Phone industry is running out of deals


WASHINGTON -- After a decade of deal-making, the phone industry is running out of buyers and sellers.

The latest deal, AT&T Inc.'s agreement Sunday to buy BellSouth Corp. for $67 billion, would remove one of the few major targets left in the phone business. BellSouth, the dominant local carrier in the South, may be the best-managed phone company in the United States.

Its key asset, though, was its 40 percent stake in the fast-growing Cingular Wireless, the nation's biggest wireless phone provider. Since AT&T owned the other 60 percent, it made perfect sense that those companies were most likely to merge next. Industry analysts have been predicting such a move for several years.

If BellSouth is removed from the picture, the most attractive takeover candidate would probably be Sprint Nextel Corp. Other promising targets could include Alltel Corp., T-Mobile International AG or even Qwest Communications International Inc. Shares of those companies rose in trading yesterday.

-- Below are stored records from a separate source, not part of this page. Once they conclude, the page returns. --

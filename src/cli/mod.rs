//! CLI module for the nbvet harness
//!
//! This module provides the command-line interface for the harness.
//!
//! ## Commands
//!
//! - `run [PATH]` - Discover, convert, and execute demo notebooks
//! - `list [PATH]` - List discovered demos and the policy decision for each
//! - `convert <FILE>` - Convert a single notebook without executing it
//!
//! ## Design
//!
//! The CLI uses clap for argument parsing with derive macros.
//! Command functions return `CliResult<T>` instead of calling `process::exit`.
//! Only the top-level `run()` function handles errors and exits.

// Enforce explicit error handling - no panicking in production code
#![deny(clippy::unwrap_used)]
#![deny(clippy::expect_used)]

pub mod commands;

use std::fmt;
use std::path::PathBuf;
use std::process;

use clap::{Parser, Subcommand};

use crate::harness::convert::DEFAULT_CONVERTER;
use crate::harness::executor::DEFAULT_INTERPRETER;
use crate::version::NBVET_VERSION;

// ============================================================================
// CLI Error handling
// ============================================================================

/// Exit code for CLI operations.
#[derive(Debug, Clone, Copy, PartialEq, Eq)]
pub struct ExitCode(pub i32);

impl ExitCode {
    pub const SUCCESS: ExitCode = ExitCode(0);
    pub const FAILURE: ExitCode = ExitCode(1);
}

/// Error type for CLI operations.
///
/// Contains a user-facing message and an exit code. The CLI entry point
/// catches these errors, prints the message, and exits with the code.
#[derive(Debug)]
pub struct CliError {
    /// User-facing error message (already formatted for display)
    pub message: String,
    /// Exit code to return to the shell
    pub exit_code: ExitCode,
}

impl CliError {
    /// Create a new CLI error with a message and exit code.
    pub fn new(message: impl Into<String>, exit_code: ExitCode) -> Self {
        Self {
            message: message.into(),
            exit_code,
        }
    }

    /// Create a failure error (exit code 1).
    pub fn failure(message: impl Into<String>) -> Self {
        Self::new(message, ExitCode::FAILURE)
    }
}

impl fmt::Display for CliError {
    fn fmt(&self, f: &mut fmt::Formatter<'_>) -> fmt::Result {
        write!(f, "{}", self.message)
    }
}

impl std::error::Error for CliError {}

/// Result type for CLI operations.
pub type CliResult<T> = Result<T, CliError>;

// ============================================================================
// Clap CLI definition
// ============================================================================

/// Notebook demo verification harness
#[derive(Parser, Debug)]
#[command(name = "nbvet")]
#[command(version = NBVET_VERSION)]
#[command(about = "Notebook demo verification harness", long_about = None)]
pub struct Cli {
    #[command(subcommand)]
    pub command: Command,
}

#[derive(Subcommand, Debug)]
pub enum Command {
    /// Discover, convert, and execute demo notebooks
    Run {
        /// Demo root directory
        #[arg(value_name = "PATH", default_value = "demo")]
        path: PathBuf,
        /// Verbose output
        #[arg(short, long)]
        verbose: bool,
        /// Stop on first failure
        #[arg(short = 'x', long = "exitfirst")]
        exit_first: bool,
        /// Only run demos whose file name contains EXPR
        #[arg(short = 'k', value_name = "EXPR")]
        filter: Option<String>,
        /// Emit a JSON report instead of console output
        #[arg(long)]
        json: bool,
        /// Interpreter used to execute converted scripts
        #[arg(long, value_name = "BIN", default_value = DEFAULT_INTERPRETER)]
        interpreter: String,
        /// Conversion tool invoked on each notebook
        #[arg(long, value_name = "BIN", default_value = DEFAULT_CONVERTER)]
        converter: String,
        /// Per-demo timeout in seconds (unbounded when omitted)
        #[arg(long, value_name = "SECS")]
        timeout: Option<u64>,
        /// Treat the mesh-generation capability as present (skip the probe)
        #[arg(long, conflicts_with = "no_meshgen")]
        meshgen: bool,
        /// Treat the mesh-generation capability as absent (skip the probe)
        #[arg(long = "no-meshgen")]
        no_meshgen: bool,
    },

    /// List discovered demos and the policy decision for each
    List {
        /// Demo root directory
        #[arg(value_name = "PATH", default_value = "demo")]
        path: PathBuf,
        /// Interpreter probed for optional capabilities
        #[arg(long, value_name = "BIN", default_value = DEFAULT_INTERPRETER)]
        interpreter: String,
        /// Treat the mesh-generation capability as present (skip the probe)
        #[arg(long, conflicts_with = "no_meshgen")]
        meshgen: bool,
        /// Treat the mesh-generation capability as absent (skip the probe)
        #[arg(long = "no-meshgen")]
        no_meshgen: bool,
    },

    /// Convert a single notebook without executing it
    Convert {
        /// Notebook file to convert
        #[arg(value_name = "FILE")]
        file: PathBuf,
        /// Conversion tool to invoke
        #[arg(long, value_name = "BIN", default_value = DEFAULT_CONVERTER)]
        converter: String,
    },
}

// ============================================================================
// CLI entry point
// ============================================================================

/// Main CLI entry point.
///
/// This is the only place where `process::exit` is called. All command
/// implementations return `CliResult` and errors are handled here.
pub fn run() {
    let cli = Cli::parse();

    match execute(cli) {
        Ok(exit_code) => {
            if exit_code.0 != 0 {
                process::exit(exit_code.0);
            }
        }
        Err(e) => {
            if !e.message.is_empty() {
                eprintln!("{}", e.message);
            }
            process::exit(e.exit_code.0);
        }
    }
}

/// Execute the CLI command and return result.
fn execute(cli: Cli) -> CliResult<ExitCode> {
    match cli.command {
        Command::Run {
            path,
            verbose,
            exit_first,
            filter,
            json,
            interpreter,
            converter,
            timeout,
            meshgen,
            no_meshgen,
        } => commands::run_demos_command(commands::RunSettings {
            path,
            verbose,
            exit_first,
            filter,
            json,
            interpreter,
            converter,
            timeout,
            meshgen_override: meshgen_override(meshgen, no_meshgen),
        }),
        Command::List {
            path,
            interpreter,
            meshgen,
            no_meshgen,
        } => commands::list_demos(&path, &interpreter, meshgen_override(meshgen, no_meshgen)),
        Command::Convert { file, converter } => commands::convert_notebook(&file, &converter),
    }
}

/// Fold the two capability flags into an optional override; `None` means
/// probe the interpreter.
fn meshgen_override(meshgen: bool, no_meshgen: bool) -> Option<bool> {
    match (meshgen, no_meshgen) {
        (true, _) => Some(true),
        (_, true) => Some(false),
        _ => None,
    }
}

// ============================================================================
// Tests
// ============================================================================

#[cfg(test)]
#[allow(clippy::unwrap_used)]
mod tests {
    use super::*;

    #[test]
    fn test_cli_parse_run() {
        let cli = Cli::try_parse_from(["nbvet", "run", "demo"]).unwrap();
        assert!(matches!(cli.command, Command::Run { .. }));
    }

    #[test]
    fn test_cli_parse_run_defaults() {
        let cli = Cli::try_parse_from(["nbvet", "run"]).unwrap();
        if let Command::Run {
            path,
            interpreter,
            converter,
            timeout,
            ..
        } = cli.command
        {
            assert_eq!(path, PathBuf::from("demo"));
            assert_eq!(interpreter, DEFAULT_INTERPRETER);
            assert_eq!(converter, DEFAULT_CONVERTER);
            assert_eq!(timeout, None);
        } else {
            panic!("Expected Run command");
        }
    }

    #[test]
    fn test_cli_parse_run_flags() {
        let cli =
            Cli::try_parse_from(["nbvet", "run", "-v", "-x", "-k", "ex1", "--timeout", "30"])
                .unwrap();
        if let Command::Run {
            verbose,
            exit_first,
            filter,
            timeout,
            ..
        } = cli.command
        {
            assert!(verbose);
            assert!(exit_first);
            assert_eq!(filter.as_deref(), Some("ex1"));
            assert_eq!(timeout, Some(30));
        } else {
            panic!("Expected Run command");
        }
    }

    #[test]
    fn test_cli_meshgen_flags_conflict() {
        assert!(Cli::try_parse_from(["nbvet", "run", "--meshgen", "--no-meshgen"]).is_err());
    }

    #[test]
    fn test_cli_parse_list() {
        let cli = Cli::try_parse_from(["nbvet", "list", "demo", "--no-meshgen"]).unwrap();
        if let Command::List { no_meshgen, .. } = cli.command {
            assert!(no_meshgen);
        } else {
            panic!("Expected List command");
        }
    }

    #[test]
    fn test_cli_parse_convert() {
        let cli = Cli::try_parse_from(["nbvet", "convert", "ex1.ipynb"]).unwrap();
        if let Command::Convert { file, .. } = cli.command {
            assert_eq!(file, PathBuf::from("ex1.ipynb"));
        } else {
            panic!("Expected Convert command");
        }
    }

    #[test]
    fn test_meshgen_override_folding() {
        assert_eq!(meshgen_override(false, false), None);
        assert_eq!(meshgen_override(true, false), Some(true));
        assert_eq!(meshgen_override(false, true), Some(false));
    }
}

Beyond those companies, the pickings are slim. Most major phone companies already have been snapped up - the most recent being the old AT&T Corp., MCI Inc. and Nextel Communications Inc. Some of the potential targets, however, could present regulatory, technological or financial hurdles.

After it acquired Nextel this past summer, Sprint solidified its spot as the third-largest wireless firm in the United States, with expected revenue of more than $46 billion in 2006, according to Thomson Financial.

The Nextel deal reduced the number of national wireless carriers to just four from six a few years ago.

Yet any deal that cuts the number to three would certainly face intense scrutiny. Regulators would be particularly wary of a deal involving Sprint and the No. 1 and No. 2 wireless carriers, AT&T and Verizon Communications Inc.

As it stands now, only Verizon, the dominant carrier in Maryland, could be considered a possible suitor. AT&T will be busy integrating BellSouth, and then there's the technological hurdle: Cingular Wireless, owned by AT&T and BellSouth, runs on a different standard of transmission than Sprint Nextel. Solving that problem could cost a bundle.

Verizon is technologically compatible with Sprint, but Verizon has its sights set on acquiring full control of its own wireless business.

Vodafone PLC owns a 45 percent stake in Verizon Wireless, the No. 2 mobile operator in the United States, and it will cost tens of billions of dollars to buy off the stake of the British wireless company, the world's second largest.

"We are focused on integrating MCI, divesting our directories business and working to acquire from Vodafone the remaining 45 percent of Verizon Wireless," a Verizon spokesman said yester- day.

If and when that transaction takes place, T-Mobile, owned by Germany's Deutsche Telekom AG, could become a potential target. T-Mobile is the smallest of the four national wireless carriers in the United States.

To its advantage, it uses the same GSM wireless standard as Vodafone. So Vodafone could quickly regain a foothold in the key U.S. market if it sold its stake in Verizon Wireless.

It's always possible that Verizon could cast a glance at Alltel, of Little Rock, Ark., which mostly targets rural areas and midsize cities.

Alltel actually covers more territory with its wireless network than any other carrier, but there are fewer people living within its coverage area.

This spring, Alltel plans to spin off its local telephone business as an independent company - turning itself primarily into a mobile operator.

While its wireless business is expanding rapidly, Alltel's traditional phone business has stagnated. The result of the spinoff, not surprisingly, will make Alltel a more compelling target for Verizon.

The companies use the same CDMA wireless transmission standard and have a long-standing roaming or network-sharing deal in place.

Of all the potential targets, Qwest might be the least attractive. It does not own a wireless business, hasn't made money in several years and still owes more than $14 billion in long-term debt.

The Denver company also has a more expansive and costly territory to serve: 14 Western states with far-flung populations.

"I can't imagine why anyone would want to buy Qwest," said Nancy Havens-Hasty, president of Havens Advisors LLC, a hedge fund in New York.

In light of its predicament, Qwest could be an acquirer. Chief executive Richard C. Notebaert has consistently said that his company would look to buy discounted assets from big carriers such as AT&T and Verizon when they seek regulatory permission to acquire other phone companies.

As with Verizon's recent acquisition of MCI Inc., Qwest can be expected to lobby Washington to force AT&T and BellSouth to spin off some of their assets to win approval for their deal.